Soon after we had a sighting. There she blows! Dead ahead, off the bow of the catamaran, was a grey whale letting out a massive spray of water through its blowhole. As we headed in the direction of the sighting, a whale suddenly breached high into the air 200 yards off the port side, soon to follow with a rip-roaring tail slap. The entertainment continued for the next 45 minutes or so as the captain carefully tracked the gigantic mammals through the warm waters of the Pacific Ocean.

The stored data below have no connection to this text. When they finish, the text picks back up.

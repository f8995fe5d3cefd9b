//! Henderson / Green Valley insulation permit fixtures.
//!
//! Coordinates are real residential blocks around Henderson, NV, so
//! Haversine distances between them look like a genuine canvassing day.

use field_route_planner::model::{Coordinates, Stop};

/// A permit record as the lead store would hand it over.
#[derive(Debug, Clone)]
pub struct Permit {
    pub id: &'static str,
    pub address: &'static str,
    pub city: &'static str,
    pub lat: f64,
    pub lng: f64,
    pub priority: f64,
}

impl Permit {
    pub const fn new(
        id: &'static str,
        address: &'static str,
        lat: f64,
        lng: f64,
        priority: f64,
    ) -> Self {
        Self {
            id,
            address,
            city: "Henderson",
            lat,
            lng,
            priority,
        }
    }

    pub fn to_stop(&self) -> Stop {
        Stop::new(self.id, Coordinates::new(self.lat, self.lng), self.address)
            .with_city(self.city)
            .with_priority(self.priority)
    }
}

/// Contractor yard, where the day starts and ends.
pub const SHOP: Coordinates = Coordinates::new(36.0395, -115.0622);
pub const SHOP_ADDRESS: &str = "2360 Corporate Cir, Henderson, NV";

// ============================================================================
// Green Valley Ranch and Anthem permits
// ============================================================================

pub const HENDERSON_PERMITS: &[Permit] = &[
    Permit::new("BP-24-1103", "2281 Paseo Verde Pkwy", 36.0308, -115.0825, 72.0),
    Permit::new("BP-24-1187", "1420 Sunset Station Dr", 36.0614, -115.0631, 55.0),
    Permit::new("BP-24-1201", "215 Islander Way", 36.0335, -114.9856, 90.0),
    Permit::new("BP-24-1244", "88 Naga Ct", 36.0138, -114.9929, 40.0),
    Permit::new("BP-24-1302", "731 Ribbon Grass Ave", 35.9950, -115.1000, 64.0),
    Permit::new("BP-24-1339", "2555 Wigwam Pkwy", 36.0090, -114.9917, 81.0),
    Permit::new("BP-24-1376", "10 Sushi Ln", 35.9917, -115.1028, 47.0),
    Permit::new("BP-24-1410", "3120 Arroyo Grande Blvd", 36.0450, -115.0482, 58.0),
];

pub fn henderson_stops() -> Vec<Stop> {
    HENDERSON_PERMITS.iter().map(Permit::to_stop).collect()
}

/// `count` distinct stops on a small grid; priority falls with index so
/// ranking by priority keeps input order.
pub fn grid_stops(count: usize) -> Vec<Stop> {
    (0..count)
        .map(|i| {
            let row = (i / 6) as f64;
            let col = (i % 6) as f64;
            Stop::new(
                format!("s{i}"),
                Coordinates::new(36.00 + row * 0.01, -115.10 + col * 0.01),
                format!("{} Canvass Ave", 100 + i),
            )
            .with_city("Henderson")
            .with_priority(100.0 - i as f64)
        })
        .collect()
}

The setting sun on the ocean’s horizon was a sign for Tropicat’s captain to head back to port. The sunsets in Cabo are truly amazing and witnessing one while aboard a catamaran as it sails through the Pacific made it even more impressive. The dusk produced an array of colors from vibrant blues to shades of purple with a slight tinge of gold illuminating the sky. The end of day was approaching and my journey to Los Cabos was nearing its end. Sailing back to port, I reflected on those scenic images of the vast desert terrain speckled with cactus surrounded by rugged mountains and a deep blue sea. There is unique natural beauty to be found in secluded Los Cabos, a beauty I would not soon forget.


Note: This trip was sponsored in part by Fiesta Americana.